◆ **Exercise**
If a line of the data below contains the string "method", copy it into your answer.

◆ **Materials provided**
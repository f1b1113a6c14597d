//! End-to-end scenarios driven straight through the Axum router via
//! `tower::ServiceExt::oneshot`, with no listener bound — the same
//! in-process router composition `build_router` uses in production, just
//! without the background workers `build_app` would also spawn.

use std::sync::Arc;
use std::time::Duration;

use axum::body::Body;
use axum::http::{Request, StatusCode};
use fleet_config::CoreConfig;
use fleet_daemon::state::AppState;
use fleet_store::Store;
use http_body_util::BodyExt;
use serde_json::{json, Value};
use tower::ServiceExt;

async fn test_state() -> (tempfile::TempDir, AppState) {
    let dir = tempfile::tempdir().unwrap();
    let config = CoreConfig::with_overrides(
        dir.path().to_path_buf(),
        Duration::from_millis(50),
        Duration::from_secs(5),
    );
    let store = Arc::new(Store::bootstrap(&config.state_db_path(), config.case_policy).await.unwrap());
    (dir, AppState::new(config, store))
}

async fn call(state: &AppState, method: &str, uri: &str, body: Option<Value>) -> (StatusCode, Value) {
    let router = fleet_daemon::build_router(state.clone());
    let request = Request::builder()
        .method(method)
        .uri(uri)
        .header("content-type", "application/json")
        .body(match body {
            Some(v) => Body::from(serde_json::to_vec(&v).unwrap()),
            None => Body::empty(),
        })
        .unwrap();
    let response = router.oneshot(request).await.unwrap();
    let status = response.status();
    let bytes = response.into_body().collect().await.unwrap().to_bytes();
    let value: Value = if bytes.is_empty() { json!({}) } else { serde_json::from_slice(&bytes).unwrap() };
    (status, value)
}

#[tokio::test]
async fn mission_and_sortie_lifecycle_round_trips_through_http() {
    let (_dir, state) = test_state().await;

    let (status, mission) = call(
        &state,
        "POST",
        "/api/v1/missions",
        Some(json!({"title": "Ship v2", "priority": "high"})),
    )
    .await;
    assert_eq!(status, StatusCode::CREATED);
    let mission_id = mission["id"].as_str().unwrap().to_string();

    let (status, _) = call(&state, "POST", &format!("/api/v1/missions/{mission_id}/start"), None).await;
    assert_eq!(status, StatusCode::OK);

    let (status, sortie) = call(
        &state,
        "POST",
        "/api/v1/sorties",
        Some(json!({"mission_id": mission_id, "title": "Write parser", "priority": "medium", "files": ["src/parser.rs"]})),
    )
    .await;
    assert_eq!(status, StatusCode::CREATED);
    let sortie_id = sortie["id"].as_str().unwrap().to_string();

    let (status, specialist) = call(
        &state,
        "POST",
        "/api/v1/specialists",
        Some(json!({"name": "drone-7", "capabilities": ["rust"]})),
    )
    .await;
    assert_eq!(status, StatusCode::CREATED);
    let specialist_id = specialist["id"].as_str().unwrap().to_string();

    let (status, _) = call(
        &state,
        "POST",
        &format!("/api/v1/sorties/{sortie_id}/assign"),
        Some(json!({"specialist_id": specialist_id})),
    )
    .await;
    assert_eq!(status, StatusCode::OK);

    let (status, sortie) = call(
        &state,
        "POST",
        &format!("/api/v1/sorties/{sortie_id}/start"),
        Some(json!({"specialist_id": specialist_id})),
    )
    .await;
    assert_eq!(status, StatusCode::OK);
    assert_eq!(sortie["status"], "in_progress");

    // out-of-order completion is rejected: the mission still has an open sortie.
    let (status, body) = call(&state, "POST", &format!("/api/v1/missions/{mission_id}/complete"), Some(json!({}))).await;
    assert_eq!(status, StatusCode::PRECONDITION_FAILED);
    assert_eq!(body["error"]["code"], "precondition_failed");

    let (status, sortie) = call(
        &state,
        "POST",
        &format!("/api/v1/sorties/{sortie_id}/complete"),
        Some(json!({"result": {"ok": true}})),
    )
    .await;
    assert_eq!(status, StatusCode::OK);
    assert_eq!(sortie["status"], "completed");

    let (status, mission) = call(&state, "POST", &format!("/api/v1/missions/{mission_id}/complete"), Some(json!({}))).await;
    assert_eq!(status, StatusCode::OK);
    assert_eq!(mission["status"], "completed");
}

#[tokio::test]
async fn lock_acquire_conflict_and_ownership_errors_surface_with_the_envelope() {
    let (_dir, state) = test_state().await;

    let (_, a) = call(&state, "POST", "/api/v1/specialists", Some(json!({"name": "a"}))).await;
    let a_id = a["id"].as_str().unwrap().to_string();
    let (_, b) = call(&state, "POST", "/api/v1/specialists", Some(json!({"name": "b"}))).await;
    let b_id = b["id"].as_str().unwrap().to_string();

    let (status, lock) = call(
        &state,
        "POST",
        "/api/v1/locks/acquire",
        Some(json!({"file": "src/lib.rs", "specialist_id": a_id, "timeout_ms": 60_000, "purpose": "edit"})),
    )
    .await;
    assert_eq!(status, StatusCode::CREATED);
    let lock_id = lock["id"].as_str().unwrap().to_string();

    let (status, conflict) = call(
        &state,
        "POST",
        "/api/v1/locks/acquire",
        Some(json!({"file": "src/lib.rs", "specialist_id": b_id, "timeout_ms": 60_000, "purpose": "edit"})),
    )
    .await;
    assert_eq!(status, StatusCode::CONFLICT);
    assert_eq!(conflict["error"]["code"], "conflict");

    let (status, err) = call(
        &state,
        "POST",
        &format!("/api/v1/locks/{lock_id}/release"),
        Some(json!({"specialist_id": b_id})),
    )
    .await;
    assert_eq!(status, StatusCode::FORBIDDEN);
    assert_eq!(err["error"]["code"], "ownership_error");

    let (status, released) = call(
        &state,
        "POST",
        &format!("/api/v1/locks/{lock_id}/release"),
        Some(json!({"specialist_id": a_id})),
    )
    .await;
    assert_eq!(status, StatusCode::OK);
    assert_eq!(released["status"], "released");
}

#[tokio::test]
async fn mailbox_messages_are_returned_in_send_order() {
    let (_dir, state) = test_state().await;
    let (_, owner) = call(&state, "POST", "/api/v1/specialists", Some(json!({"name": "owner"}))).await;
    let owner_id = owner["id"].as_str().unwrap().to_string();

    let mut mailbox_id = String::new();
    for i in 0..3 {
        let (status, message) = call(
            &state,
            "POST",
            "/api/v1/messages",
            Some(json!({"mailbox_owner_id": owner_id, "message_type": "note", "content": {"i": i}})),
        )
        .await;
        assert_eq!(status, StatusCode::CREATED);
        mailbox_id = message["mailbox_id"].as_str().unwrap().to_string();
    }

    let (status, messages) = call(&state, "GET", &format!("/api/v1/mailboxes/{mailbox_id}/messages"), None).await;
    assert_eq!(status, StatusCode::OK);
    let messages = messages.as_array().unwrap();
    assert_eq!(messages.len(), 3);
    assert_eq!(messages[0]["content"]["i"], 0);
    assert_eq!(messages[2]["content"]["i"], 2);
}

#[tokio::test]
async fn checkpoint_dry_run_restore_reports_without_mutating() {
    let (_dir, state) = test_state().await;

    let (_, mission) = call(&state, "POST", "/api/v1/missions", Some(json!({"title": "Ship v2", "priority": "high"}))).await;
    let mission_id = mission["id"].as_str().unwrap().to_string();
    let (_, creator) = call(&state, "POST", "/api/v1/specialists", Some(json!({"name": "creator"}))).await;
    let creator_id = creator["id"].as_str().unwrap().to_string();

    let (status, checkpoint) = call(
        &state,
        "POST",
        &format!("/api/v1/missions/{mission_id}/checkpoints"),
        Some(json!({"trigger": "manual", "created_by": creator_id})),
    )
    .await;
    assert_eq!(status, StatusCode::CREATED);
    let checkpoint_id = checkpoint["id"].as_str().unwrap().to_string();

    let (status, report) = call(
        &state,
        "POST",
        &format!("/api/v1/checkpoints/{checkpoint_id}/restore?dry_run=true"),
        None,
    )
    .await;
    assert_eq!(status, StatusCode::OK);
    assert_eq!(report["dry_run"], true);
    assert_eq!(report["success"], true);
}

◆ **Answer to this task**
async fn call(state: &AppState, method: &str, uri: &str, body: Option<Value>) -> (StatusCode, Value) {
        .method(method)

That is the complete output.